START PROVIDED RECORDS

//! Minimal head-to-head engine match harness for local testing.
//!
//! This module runs two `Engine` implementations against each other with an
//! optional seeded random opening prefix. A game ends when a king is
//! captured, when the side to move has no candidate moves, or at the ply cap.

use std::time::Instant;

use rand::prelude::IndexedRandom;
use rand::rngs::StdRng;
use rand::{Rng, SeedableRng};
use tracing::{debug, info};

use crate::engines::engine_trait::{Engine, GoParams};
use crate::errors::{ChessError, ChessResult};
use crate::game_state::board_state::BoardState;
use crate::game_state::chess_types::Color;
use crate::move_generation::move_generator::all_legal_moves;

#[derive(Debug, Clone, Copy, PartialEq, Eq)]
pub enum MatchOutcome {
    WhiteWinKingCapture,
    BlackWinKingCapture,
    /// The side to move had no candidate moves.
    NoMoves(Color),
    DrawMaxPlies,
}

#[derive(Debug, Clone, Copy, PartialEq, Eq)]
pub enum PlayerId {
    Player1,
    Player2,
}

#[derive(Debug, Clone, Copy, PartialEq, Eq)]
pub enum SeriesOutcome {
    PlayerWinKingCapture { player: PlayerId, color: Color },
    PlayerStuck { player: PlayerId, color: Color },
    DrawMaxPlies,
}

#[derive(Debug, Clone)]
pub struct MatchConfig {
    pub max_plies: u16,
    pub opening_min_plies: u8,
    pub opening_max_plies: u8,
    pub go_params: GoParams,
}

impl Default for MatchConfig {
    fn default() -> Self {
        Self {
            max_plies: 200,
            opening_min_plies: 2,
            opening_max_plies: 6,
            go_params: GoParams::default(),
        }
    }
}

#[derive(Debug, Clone)]
pub struct MatchResult {
    pub outcome: MatchOutcome,
    pub final_board: BoardState,
    pub opening_moves: Vec<String>,
    pub played_moves: Vec<String>,
    pub white_move_count: u32,
    pub black_move_count: u32,
    pub white_total_time_ns: u128,
    pub black_total_time_ns: u128,
}

#[derive(Debug, Clone)]
pub struct MatchSeriesConfig {
    pub games: u16,
    pub base_seed: u64,
    pub per_game: MatchConfig,
}

impl Default for MatchSeriesConfig {
    fn default() -> Self {
        Self {
            games: 9,
            base_seed: 0,
            per_game: MatchConfig::default(),
        }
    }
}

#[derive(Debug, Clone, Default)]
pub struct MatchSeriesStats {
    pub games: u16,
    pub player1_wins: u16,
    pub player2_wins: u16,
    pub draws: u16,
    pub outcomes: Vec<SeriesOutcome>,
    pub player1_moves: u32,
    pub player2_moves: u32,
    pub player1_total_time_ns: u128,
    pub player2_total_time_ns: u128,
    pub player1_avg_move_time_ms: f64,
    pub player2_avg_move_time_ms: f64,
    pub overall_avg_move_time_ms: f64,
}

impl MatchSeriesStats {
    pub fn report(&self) -> String {
        format!(
            "games={} player1_wins={} player2_wins={} draws={} p1_avg_ms={:.3} p2_avg_ms={:.3} overall_avg_ms={:.3}",
            self.games,
            self.player1_wins,
            self.player2_wins,
            self.draws,
            self.player1_avg_move_time_ms,
            self.player2_avg_move_time_ms,
            self.overall_avg_move_time_ms
        )
    }
}

/// Play a single seeded engine-vs-engine match from the starting layout.
///
/// `engine_white` is White, `engine_black` is Black.
pub fn play_engine_match(
    engine_white: &mut dyn Engine,
    engine_black: &mut dyn Engine,
    seed: u64,
    config: &MatchConfig,
) -> ChessResult<MatchResult> {
    play_engine_match_from_board(
        BoardState::new_game(Color::White),
        Color::White,
        engine_white,
        engine_black,
        Some(seed),
        config,
    )
}

/// Play a match from a caller-provided position. With `opening_seed` set, a
/// random prefix of `opening_min_plies..=opening_max_plies` plies is played
/// first.
pub fn play_engine_match_from_board(
    mut board: BoardState,
    mut side_to_move: Color,
    engine_white: &mut dyn Engine,
    engine_black: &mut dyn Engine,
    opening_seed: Option<u64>,
    config: &MatchConfig,
) -> ChessResult<MatchResult> {
    engine_white.new_game();
    engine_black.new_game();

    let mut result = MatchResult {
        outcome: MatchOutcome::DrawMaxPlies,
        final_board: BoardState::new_empty(board.human_color()),
        opening_moves: Vec::new(),
        played_moves: Vec::new(),
        white_move_count: 0,
        black_move_count: 0,
        white_total_time_ns: 0,
        black_total_time_ns: 0,
    };

    if let Some(seed) = opening_seed {
        let (opening, king_taken_by) = apply_seeded_random_opening(
            &mut board,
            &mut side_to_move,
            seed,
            config.opening_min_plies,
            config.opening_max_plies,
        );
        result.opening_moves = opening;
        if let Some(winner) = king_taken_by {
            result.outcome = king_capture_outcome(winner);
            result.final_board = board;
            return Ok(result);
        }
    }

    for _ in 0..config.max_plies {
        if all_legal_moves(&board, side_to_move).is_empty() {
            result.outcome = MatchOutcome::NoMoves(side_to_move);
            result.final_board = board;
            return Ok(result);
        }

        let started = Instant::now();
        let out = match side_to_move {
            Color::White => engine_white.choose_move(&mut board, side_to_move, &config.go_params)?,
            Color::Black => engine_black.choose_move(&mut board, side_to_move, &config.go_params)?,
        };
        let elapsed_ns = started.elapsed().as_nanos();

        match side_to_move {
            Color::White => {
                result.white_move_count = result.white_move_count.saturating_add(1);
                result.white_total_time_ns = result.white_total_time_ns.saturating_add(elapsed_ns);
            }
            Color::Black => {
                result.black_move_count = result.black_move_count.saturating_add(1);
                result.black_total_time_ns = result.black_total_time_ns.saturating_add(elapsed_ns);
            }
        }

        let chosen = out
            .best_move
            .ok_or(ChessError::NoLegalMoves(side_to_move))?;
        result.played_moves.push(chosen.to_string());
        if board.apply_checked(chosen)? {
            result.outcome = king_capture_outcome(side_to_move);
            result.final_board = board;
            return Ok(result);
        }
        side_to_move = side_to_move.opposite();
    }

    result.final_board = board;
    Ok(result)
}

/// Play a series of matches and aggregate win/loss/draw statistics.
///
/// Player colors are randomized each game (deterministic from `base_seed`).
pub fn play_engine_match_series<F1, F2>(
    player1_factory: F1,
    player2_factory: F2,
    config: &MatchSeriesConfig,
) -> ChessResult<MatchSeriesStats>
where
    F1: Fn() -> Box<dyn Engine>,
    F2: Fn() -> Box<dyn Engine>,
{
    let mut stats = MatchSeriesStats {
        games: config.games,
        ..MatchSeriesStats::default()
    };
    let mut color_rng = StdRng::seed_from_u64(config.base_seed ^ 0xA5A5_5A5A_0123_4567);

    for i in 0..config.games {
        let player1_is_white = color_rng.random_bool(0.5);
        let seed = config.base_seed.wrapping_add(u64::from(i));

        let mut player1 = player1_factory();
        let mut player2 = player2_factory();
        info!(
            game = i + 1,
            of = config.games,
            seed,
            white = if player1_is_white { "player1" } else { "player2" },
            "series game starting"
        );

        let result = if player1_is_white {
            play_engine_match(player1.as_mut(), player2.as_mut(), seed, &config.per_game)?
        } else {
            play_engine_match(player2.as_mut(), player1.as_mut(), seed, &config.per_game)?
        };

        let (p1_moves, p2_moves, p1_ns, p2_ns) = if player1_is_white {
            (
                result.white_move_count,
                result.black_move_count,
                result.white_total_time_ns,
                result.black_total_time_ns,
            )
        } else {
            (
                result.black_move_count,
                result.white_move_count,
                result.black_total_time_ns,
                result.white_total_time_ns,
            )
        };
        stats.player1_moves = stats.player1_moves.saturating_add(p1_moves);
        stats.player2_moves = stats.player2_moves.saturating_add(p2_moves);
        stats.player1_total_time_ns = stats.player1_total_time_ns.saturating_add(p1_ns);
        stats.player2_total_time_ns = stats.player2_total_time_ns.saturating_add(p2_ns);

        let player_for = |color: Color| {
            if (color == Color::White) == player1_is_white {
                PlayerId::Player1
            } else {
                PlayerId::Player2
            }
        };

        let mapped = match result.outcome {
            MatchOutcome::WhiteWinKingCapture | MatchOutcome::BlackWinKingCapture => {
                let color = if result.outcome == MatchOutcome::WhiteWinKingCapture {
                    Color::White
                } else {
                    Color::Black
                };
                let player = player_for(color);
                match player {
                    PlayerId::Player1 => stats.player1_wins += 1,
                    PlayerId::Player2 => stats.player2_wins += 1,
                }
                SeriesOutcome::PlayerWinKingCapture { player, color }
            }
            MatchOutcome::NoMoves(color) => {
                stats.draws += 1;
                SeriesOutcome::PlayerStuck {
                    player: player_for(color),
                    color,
                }
            }
            MatchOutcome::DrawMaxPlies => {
                stats.draws += 1;
                SeriesOutcome::DrawMaxPlies
            }
        };
        stats.outcomes.push(mapped);

        info!(
            game = i + 1,
            result = ?mapped,
            p1_wins = stats.player1_wins,
            p2_wins = stats.player2_wins,
            draws = stats.draws,
            "series game finished"
        );
    }

    stats.player1_avg_move_time_ms =
        avg_ns_per_move_ms(stats.player1_total_time_ns, stats.player1_moves);
    stats.player2_avg_move_time_ms =
        avg_ns_per_move_ms(stats.player2_total_time_ns, stats.player2_moves);

    let total_ns = stats
        .player1_total_time_ns
        .saturating_add(stats.player2_total_time_ns);
    let total_moves = stats.player1_moves.saturating_add(stats.player2_moves);
    stats.overall_avg_move_time_ms = avg_ns_per_move_ms(total_ns, total_moves);

    Ok(stats)
}

#[inline]
fn avg_ns_per_move_ms(total_ns: u128, moves: u32) -> f64 {
    if moves == 0 {
        0.0
    } else {
        (total_ns as f64) / (moves as f64) / 1_000_000.0
    }
}

#[inline]
fn king_capture_outcome(winner: Color) -> MatchOutcome {
    match winner {
        Color::White => MatchOutcome::WhiteWinKingCapture,
        Color::Black => MatchOutcome::BlackWinKingCapture,
    }
}

/// Plays uniformly random plies. Returns the played moves and, if a king fell
/// during the prefix, the color that took it.
fn apply_seeded_random_opening(
    board: &mut BoardState,
    side_to_move: &mut Color,
    seed: u64,
    min_plies: u8,
    max_plies: u8,
) -> (Vec<String>, Option<Color>) {
    let mut rng = StdRng::seed_from_u64(seed);
    let mut opening = Vec::new();

    let low = min_plies.min(max_plies);
    let high = max_plies.max(min_plies);
    let target_plies = if low == high {
        low
    } else {
        rng.random_range(low..=high)
    };

    for _ in 0..target_plies {
        let candidates = all_legal_moves(board, *side_to_move);
        let Some(&chosen) = candidates.choose(&mut rng) else {
            break;
        };

        opening.push(chosen.to_string());
        let mover = *side_to_move;
        *side_to_move = side_to_move.opposite();
        if board.apply_move(chosen) {
            return (opening, Some(mover));
        }
    }

    debug!(plies = opening.len(), "random opening applied");
    (opening, None)
}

END PROVIDED RECORDS

Take from the listing above each line in which the string "GoParams" is found.

use crate::engines::engine_trait::{Engine, GoParams};
    pub go_params: GoParams,
            go_params: GoParams::default(),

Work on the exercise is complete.